Activity:
What is the number of lines in the entries below that include the word "WebSocket"? Provide the number only.

Supplied data:

--------------------

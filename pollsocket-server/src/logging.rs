//! Logging utilities for the WebSocket server
//!
//! The macros forward to `tracing` when the `logging` feature is enabled and
//! fall back to stderr otherwise. Each expands to a single block, so it can
//! stand in statement or match-arm position.

/// Log an error message
#[macro_export]
macro_rules! log_error {
    ($($arg:tt)*) => {{
        #[cfg(feature = "logging")]
        tracing::error!($($arg)*);
        #[cfg(not(feature = "logging"))]
        eprintln!("[ERROR] {}", format!($($arg)*));
    }};
}

/// Log a warning message
#[macro_export]
macro_rules! log_warn {
    ($($arg:tt)*) => {{
        #[cfg(feature = "logging")]
        tracing::warn!($($arg)*);
        #[cfg(not(feature = "logging"))]
        eprintln!("[WARN] {}", format!($($arg)*));
    }};
}

/// Log an info message
#[macro_export]
macro_rules! log_info {
    ($($arg:tt)*) => {{
        #[cfg(feature = "logging")]
        tracing::info!($($arg)*);
        #[cfg(not(feature = "logging"))]
        eprintln!("[INFO] {}", format!($($arg)*));
    }};
}

/// Log a debug message
#[macro_export]
macro_rules! log_debug {
    ($($arg:tt)*) => {{
        #[cfg(feature = "logging")]
        tracing::debug!($($arg)*);
        #[cfg(not(feature = "logging"))]
        let _ = format_args!($($arg)*);
    }};
}

/// Log a trace message
#[macro_export]
macro_rules! log_trace {
    ($($arg:tt)*) => {{
        #[cfg(feature = "logging")]
        tracing::trace!($($arg)*);
        #[cfg(not(feature = "logging"))]
        let _ = format_args!($($arg)*);
    }};
}

/// Initialize logging subsystem
///
/// Reads the filter from `RUST_LOG`, defaulting to `info`. Calling it twice
/// is harmless: the second registration is ignored.
#[cfg(feature = "logging")]
pub fn init_logging() -> Result<(), Box<dyn std::error::Error>> {
    use tracing_subscriber::{layer::SubscriberExt, util::SubscriberInitExt};

    let filter = tracing_subscriber::EnvFilter::try_from_default_env()
        .unwrap_or_else(|_| tracing_subscriber::EnvFilter::new("info"));

    let _ = tracing_subscriber::registry()
        .with(filter)
        .with(tracing_subscriber::fmt::layer())
        .try_init();

    Ok(())
}

/// Initialize logging subsystem (no-op when logging feature is disabled)
#[cfg(not(feature = "logging"))]
pub fn init_logging() -> Result<(), Box<dyn std::error::Error>> {
    Ok(())
}

#[cfg(test)]
mod tests {
    use super::*;

    #[test]
    fn test_logging_macros() {
        let peer = "127.0.0.1:9000";
        crate::log_info!("accepted {}", peer);
        crate::log_warn!("slow peer {}", peer);
        crate::log_debug!("idle tick");
        crate::log_trace!("frame from {}", peer);
    }

    #[test]
    fn test_logging_macros_in_match_arms() {
        let outcomes: [Result<usize, &str>; 2] = [Ok(3), Err("refused")];
        for outcome in outcomes {
            match outcome {
                Ok(key) => crate::log_debug!("accepted connection {}", key),
                Err(e) => crate::log_warn!("failed to register connection: {}", e),
            }
        }
    }

    #[test]
    fn test_init_logging_twice() {
        assert!(init_logging().is_ok());
        assert!(init_logging().is_ok());
    }
}
//! Connection registry
//!
//! Every socket the loop watches, apart from the listener, has exactly one
//! slot here. Adding a slot registers its descriptor with the poller and
//! removing it deletes the registration, so the two can never disagree.

use crate::agent::{Agent, ConnectionState};
use crate::upgrade::PendingHandshake;
use bytes::BytesMut;
use polling::{Event, PollMode, Poller};
use pollsocket_core::{HandshakeRequest, TransportStream};
use std::collections::BTreeMap;
use std::io;
use std::os::fd::{AsRawFd, BorrowedFd};
use std::sync::Arc;
use std::time::{Duration, Instant};

/// Poller key of the listening socket
pub(crate) const LISTENER_KEY: usize = 0;

/// One watched connection
#[derive(Debug)]
pub(crate) enum Slot {
    Handshaking(PendingHandshake),
    Open(Agent),
}

impl Slot {
    fn fd(&self) -> BorrowedFd<'_> {
        match self {
            Slot::Handshaking(pending) => pending.fd(),
            Slot::Open(agent) => agent.fd(),
        }
    }

    pub(crate) fn state(&self) -> ConnectionState {
        match self {
            Slot::Handshaking(_) => ConnectionState::Handshaking,
            Slot::Open(agent) => agent.state(),
        }
    }
}

/// Registered connections, keyed by their poller key
#[derive(Debug)]
pub struct ConnectionTable {
    poller: Arc<Poller>,
    slots: BTreeMap<usize, Slot>,
    next_key: usize,
}

impl ConnectionTable {
    pub(crate) fn new(poller: Arc<Poller>) -> Self {
        Self {
            poller,
            slots: BTreeMap::new(),
            next_key: LISTENER_KEY + 1,
        }
    }

    /// Number of slots, pending handshakes included
    pub fn len(&self) -> usize {
        self.slots.len()
    }

    /// Whether no connection is registered
    pub fn is_empty(&self) -> bool {
        self.slots.is_empty()
    }

    /// Number of upgraded connections
    pub fn agent_count(&self) -> usize {
        self.agents().count()
    }

    /// Upgraded connections, in accept order
    pub fn agents(&self) -> impl Iterator<Item = &Agent> + '_ {
        self.slots.values().filter_map(|slot| match slot {
            Slot::Open(agent) => Some(agent),
            Slot::Handshaking(_) => None,
        })
    }

    /// Upgraded connections, mutably
    pub fn agents_mut(&mut self) -> impl Iterator<Item = &mut Agent> + '_ {
        self.slots.values_mut().filter_map(|slot| match slot {
            Slot::Open(agent) => Some(agent),
            Slot::Handshaking(_) => None,
        })
    }

    /// Agent registered under `key`
    pub fn agent(&self, key: usize) -> Option<&Agent> {
        match self.slots.get(&key) {
            Some(Slot::Open(agent)) => Some(agent),
            _ => None,
        }
    }

    /// Agent registered under `key`, mutably
    pub fn agent_mut(&mut self, key: usize) -> Option<&mut Agent> {
        match self.slots.get_mut(&key) {
            Some(Slot::Open(agent)) => Some(agent),
            _ => None,
        }
    }

    pub(crate) fn state(&self, key: usize) -> Option<ConnectionState> {
        self.slots.get(&key).map(Slot::state)
    }

    pub(crate) fn pending_mut(&mut self, key: usize) -> Option<&mut PendingHandshake> {
        match self.slots.get_mut(&key) {
            Some(Slot::Handshaking(pending)) => Some(pending),
            _ => None,
        }
    }

    pub(crate) fn keys(&self) -> Vec<usize> {
        self.slots.keys().copied().collect()
    }

    /// Register a freshly accepted stream as a pending handshake
    pub(crate) fn register_pending(&mut self, stream: Box<dyn TransportStream>) -> io::Result<usize> {
        let pending = PendingHandshake::new(stream)?;
        let key = self.next_key;

        // SAFETY: the descriptor is owned by the slot inserted below, and
        // `unregister` deletes it from the poller before the slot is dropped.
        unsafe {
            self.poller.add_with_mode(
                pending.fd().as_raw_fd(),
                Event::readable(key),
                PollMode::Level,
            )?;
        }

        self.next_key += 1;
        self.slots.insert(key, Slot::Handshaking(pending));
        Ok(key)
    }

    /// Turn a pending handshake into an agent
    ///
    /// The descriptor keeps its registration; only the slot changes.
    pub(crate) fn promote(
        &mut self,
        key: usize,
        request: HandshakeRequest,
        leftover: BytesMut,
        max_frame_size: usize,
    ) -> Option<&mut Agent> {
        let pending = match self.slots.remove(&key)? {
            Slot::Handshaking(pending) => pending,
            open => {
                self.slots.insert(key, open);
                return None;
            }
        };

        let agent = Agent::new(key, pending.into_stream(), request, &leftover, max_frame_size);
        self.slots.insert(key, Slot::Open(agent));
        self.agent_mut(key)
    }

    /// Remove a slot and its poller registration
    pub(crate) fn unregister(&mut self, key: usize) -> Option<Slot> {
        let slot = self.slots.remove(&key)?;
        if let Err(e) = self.poller.delete(slot.fd()) {
            crate::log_warn!("failed to unregister connection {}: {}", key, e);
        }
        Some(slot)
    }

    /// Keys of agents that are closed and waiting to be freed
    pub(crate) fn closed_keys(&self) -> Vec<usize> {
        self.slots
            .iter()
            .filter(|(_, slot)| slot.state() == ConnectionState::Closed)
            .map(|(key, _)| *key)
            .collect()
    }

    /// Watch for writability only while an agent has queued output
    pub(crate) fn sync_write_interest(&mut self) {
        for (key, slot) in self.slots.iter_mut() {
            let Slot::Open(agent) = slot else { continue };
            let Some(writable) = agent.write_interest_change() else {
                continue;
            };

            let interest = if writable {
                Event::all(*key)
            } else {
                Event::readable(*key)
            };
            if let Err(e) = self
                .poller
                .modify_with_mode(agent.fd(), interest, PollMode::Level)
            {
                crate::log_warn!("failed to update interest for {}: {}", agent.id(), e);
            }
        }
    }

    /// Earliest instant at which a pending handshake expires
    pub(crate) fn next_expiry(&self, timeout: Duration) -> Option<Instant> {
        self.slots
            .values()
            .filter_map(|slot| match slot {
                Slot::Handshaking(pending) => Some(pending.expires_at(timeout)),
                Slot::Open(_) => None,
            })
            .min()
    }

    /// Keys of pending handshakes that have run out of time
    pub(crate) fn expired_keys(&self, now: Instant, timeout: Duration) -> Vec<usize> {
        self.slots
            .iter()
            .filter(|(_, slot)| {
                matches!(slot, Slot::Handshaking(pending) if pending.expires_at(timeout) <= now)
            })
            .map(|(key, _)| *key)
            .collect()
    }
}

impl Drop for ConnectionTable {
    fn drop(&mut self) {
        for slot in self.slots.values() {
            let _ = self.poller.delete(slot.fd());
        }
    }
}

#[cfg(test)]
mod tests {
    use super::*;
    use pollsocket_core::handshake::parse_request;
    use pollsocket_core::protocol::constants::DEFAULT_MAX_FRAME_SIZE;
    use std::io::Write;
    use std::os::unix::net::UnixStream;

    fn table() -> ConnectionTable {
        ConnectionTable::new(Arc::new(Poller::new().unwrap()))
    }

    fn request() -> HandshakeRequest {
        parse_request(b"GET /room HTTP/1.1\r\nSec-WebSocket-Key: abc\r\n\r\n").unwrap()
    }

    #[test]
    fn test_keys_start_after_listener() {
        let mut table = table();
        let (a, _pa) = UnixStream::pair().unwrap();
        let (b, _pb) = UnixStream::pair().unwrap();

        let first = table.register_pending(Box::new(a)).unwrap();
        let second = table.register_pending(Box::new(b)).unwrap();
        assert_eq!(first, LISTENER_KEY + 1);
        assert_eq!(second, first + 1);
        assert_eq!(table.len(), 2);
        assert_eq!(table.agent_count(), 0);
        assert_eq!(table.state(first), Some(ConnectionState::Handshaking));
    }

    #[test]
    fn test_promote_and_unregister() {
        let mut table = table();
        let (stream, _peer) = UnixStream::pair().unwrap();
        let key = table.register_pending(Box::new(stream)).unwrap();

        let agent = table
            .promote(key, request(), BytesMut::new(), DEFAULT_MAX_FRAME_SIZE)
            .unwrap();
        assert_eq!(agent.uri(), "/room");
        assert_eq!(table.state(key), Some(ConnectionState::Open));
        assert!(table.promote(key, request(), BytesMut::new(), 16).is_none());
        assert!(table.agent(key).is_some());

        assert!(matches!(table.unregister(key), Some(Slot::Open(_))));
        assert!(table.unregister(key).is_none());
        assert!(table.is_empty());
    }

    #[test]
    fn test_closed_keys() {
        let mut table = table();
        let (a, _pa) = UnixStream::pair().unwrap();
        let (b, _pb) = UnixStream::pair().unwrap();
        let first = table.register_pending(Box::new(a)).unwrap();
        let second = table.register_pending(Box::new(b)).unwrap();
        table.promote(first, request(), BytesMut::new(), 1024);
        table.promote(second, request(), BytesMut::new(), 1024);

        table.agent_mut(second).unwrap().mark_closed(crate::agent::CloseReason::Local);
        assert_eq!(table.closed_keys(), vec![second]);
    }

    #[test]
    fn test_expired_handshakes() {
        let mut table = table();
        let (stream, _peer) = UnixStream::pair().unwrap();
        let key = table.register_pending(Box::new(stream)).unwrap();

        let timeout = Duration::from_secs(10);
        assert!(table.expired_keys(Instant::now(), timeout).is_empty());
        assert!(table.next_expiry(timeout).is_some());
        assert_eq!(
            table.expired_keys(Instant::now() + timeout, timeout),
            vec![key]
        );
    }

    #[test]
    fn test_readable_registration_fires() {
        let poller = Arc::new(Poller::new().unwrap());
        let mut table = ConnectionTable::new(Arc::clone(&poller));
        let (stream, mut peer) = UnixStream::pair().unwrap();
        let key = table.register_pending(Box::new(stream)).unwrap();

        peer.write_all(b"GET").unwrap();
        let mut events = polling::Events::new();
        poller
            .wait(&mut events, Some(Duration::from_secs(1)))
            .unwrap();
        assert!(events.iter().any(|ev| ev.key == key && ev.readable));
    }
}
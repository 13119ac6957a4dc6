//! Shutdown coordination
//!
//! A [`ShutdownToken`] is checked by the loop once per iteration. Cancelling
//! it from any thread also wakes a blocked readiness wait, so the loop
//! notices without waiting for the poll interval to run out.

use polling::Poller;
use std::io;
use std::sync::atomic::{AtomicBool, Ordering};
use std::sync::{Arc, Mutex};

/// Cloneable request to stop a running server
#[derive(Debug, Clone, Default)]
pub struct ShutdownToken {
    inner: Arc<Inner>,
}

#[derive(Debug, Default)]
struct Inner {
    cancelled: AtomicBool,
    signals_installed: AtomicBool,
    waker: Mutex<Option<Arc<Poller>>>,
}

impl ShutdownToken {
    /// Create a token that is not cancelled
    pub fn new() -> Self {
        Self::default()
    }

    /// Whether shutdown has been requested
    pub fn is_cancelled(&self) -> bool {
        self.inner.cancelled.load(Ordering::Acquire)
    }

    /// Request shutdown and wake the loop
    pub fn cancel(&self) {
        self.inner.cancelled.store(true, Ordering::Release);
        if let Ok(waker) = self.inner.waker.lock() {
            if let Some(poller) = waker.as_ref() {
                let _ = poller.notify();
            }
        }
    }

    /// Clear a previous cancellation so the server can run again
    pub(crate) fn reset(&self) {
        self.inner.cancelled.store(false, Ordering::Release);
    }

    pub(crate) fn attach(&self, poller: Arc<Poller>) {
        if let Ok(mut waker) = self.inner.waker.lock() {
            *waker = Some(poller);
        }
    }

    pub(crate) fn detach(&self) {
        if let Ok(mut waker) = self.inner.waker.lock() {
            *waker = None;
        }
    }
}

/// Cancel `token` when the process receives SIGINT or SIGTERM
///
/// Installs the handlers at most once per token; later calls return
/// `Ok(false)`. The handlers are in place before this returns, and the wait
/// runs on a dedicated thread with a single-threaded runtime.
#[cfg(feature = "signals")]
pub fn listen_for_signals(token: &ShutdownToken) -> io::Result<bool> {
    use tokio::signal::unix::{signal, SignalKind};

    if token.inner.signals_installed.swap(true, Ordering::AcqRel) {
        return Ok(false);
    }

    let install = || -> io::Result<()> {
        let runtime = tokio::runtime::Builder::new_current_thread()
            .enable_all()
            .build()?;
        let (mut interrupt, mut terminate) = runtime.block_on(async {
            Ok::<_, io::Error>((
                signal(SignalKind::interrupt())?,
                signal(SignalKind::terminate())?,
            ))
        })?;

        let token = token.clone();
        std::thread::Builder::new()
            .name("pollsocket-signals".to_string())
            .spawn(move || {
                runtime.block_on(async {
                    loop {
                        let name = tokio::select! {
                            Some(()) = interrupt.recv() => "SIGINT",
                            Some(()) = terminate.recv() => "SIGTERM",
                            else => break,
                        };
                        crate::log_info!("received {}, shutting down", name);
                        token.cancel();
                    }
                });
            })?;
        Ok(())
    };

    match install() {
        Ok(()) => Ok(true),
        Err(e) => {
            token.inner.signals_installed.store(false, Ordering::Release);
            Err(e)
        }
    }
}

/// Signal handling is compiled out; shutdown relies on the token alone
#[cfg(not(feature = "signals"))]
pub fn listen_for_signals(_token: &ShutdownToken) -> io::Result<bool> {
    crate::log_debug!("signal handling disabled at compile time");
    Ok(false)
}
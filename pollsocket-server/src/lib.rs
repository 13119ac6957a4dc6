//! PollSocket Server
//!
//! A single-threaded WebSocket server driven by one readiness wait per loop
//! iteration. Applications register typed callbacks and the loop calls them
//! as connections open, exchange frames, go idle and close.
//!
//! ## Quick Start
//!
//! ```rust,no_run
//! use pollsocket_server::prelude::*;
//!
//! fn main() -> ServerResult<()> {
//!     let mut server = Server::builder()
//!         .bind("0.0.0.0:8080")
//!         .poll_interval_secs(30.0)?
//!         .build()?;
//!
//!     server.on_receive(|agent, opcode, payload| {
//!         let _ = agent.send(opcode, payload.clone());
//!     });
//!
//!     server.run()
//! }
//! ```

#![cfg_attr(docsrs, feature(doc_cfg))]
#![warn(missing_docs, missing_debug_implementations, rust_2018_idioms)]

// Public modules
pub mod agent;
pub mod config;
pub mod error;
pub mod events;
pub mod logging;
pub mod registry;
pub mod server;
pub mod shutdown;

mod upgrade;

// Prelude module with common imports
pub mod prelude;

// Re-export key types for convenience
pub use agent::{Agent, CloseReason, ConnectionState};
pub use config::ServerConfig;
pub use error::{ServerError, ServerResult, SetupError, TransportError};
pub use events::Event;
pub use registry::ConnectionTable;
pub use server::{Server, ServerBuilder, ServerState};
pub use shutdown::{listen_for_signals, ShutdownToken};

--------------------

Reply:
3